Mme la présidente. La parole est à Mme Michelle Demessine, sur l'article.
Mme Michelle Demessine. Monsieur le ministre, je profite de la discussion sur le rapport annexé pour vous interpeller sur une question particulière, en évitant de le faire au travers d’un amendement qui serait un cavalier.
En effet, le rapport annexé qui, d’une manière générale, décrit les orientations relatives à la politique de défense et aux moyens qui lui sont consacrés traite aussi des ressources humaines, et par conséquent de ce que l’on appelle le moral des armées. Ce qui constitue le moral des hommes et des femmes qui servent l’institution, ce sont les conditions, matérielles ou psychologiques, dans lesquelles s’exerce le difficile métier des armes.
Nos armées ont considérablement changé depuis que, il y a maintenant quarante ans, une modification du statut des militaires a conféré les mêmes droits et les mêmes obligations aux femmes et aux hommes militaires. En revanche, au sein même de l’institution, l’évolution des mentalités sur les rapports entre les hommes et les femmes est beaucoup plus lente. Du reste, ce n’est pas le seul endroit où il en est ainsi.

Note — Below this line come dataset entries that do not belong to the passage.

#![warn(missing_docs)]
//! Core primitives shared across the workspace.

pub mod content;
pub mod realm;
pub mod seed;

pub use content::{ContentId, ContentKey, ContentLookup, ContentTable, ContentTableError, Voxel};
pub use realm::{RealmKind, UnknownRealm};
pub use seed::scoped_rng;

Les dispositions sur le harcèlement moral et sexuel introduites dans le code de la défense par la loi n° 2014-873 du 4 août 2014 ont joué un grand rôle.
Vous-même, monsieur le ministre, avez beaucoup fait pour faire évoluer les mentalités, tout particulièrement l’an dernier, lorsque des cas scandaleux de harcèlement sexuel ont été portés sur la place publique.
Toutefois, je voudrais attirer votre attention sur les grandes difficultés que rencontrent de nombreuses femmes militaires pour faire valoir leurs droits dans le cadre des procédures pour harcèlement sexuel.
En effet, la validité des procédures engagées reste soumise à une demande d’avis de votre part, qui doit être formulée par le procureur de la République ou le juge instruisant l’affaire. Dans la réalité, de nombreuses procédures sont annulées en raison de l’absence de cette demande d’avis.
Je ne me prononce évidemment pas sur les raisons qui motivent ces absences de demandes. Je constate simplement, d’après ce que l’on m’a rapporté, qu’elles sont fréquentes et qu’elles permettent aux auteurs présumés d’infractions d’invoquer la nullité des procédures, ce qui a un effet dissuasif auprès des plaignantes.
Monsieur le ministre, je voudrais donc attirer votre attention sur ces faits particuliers, cause du désespoir de plusieurs femmes militaires, et recueillir votre sentiment sur une situation qui affecte le moral de certaines catégories de personnels et qui atténue les effets de la volonté que vous avez affirmée en la matière.
Mme la présidente. La parole est à M. André Trillard, sur l'article.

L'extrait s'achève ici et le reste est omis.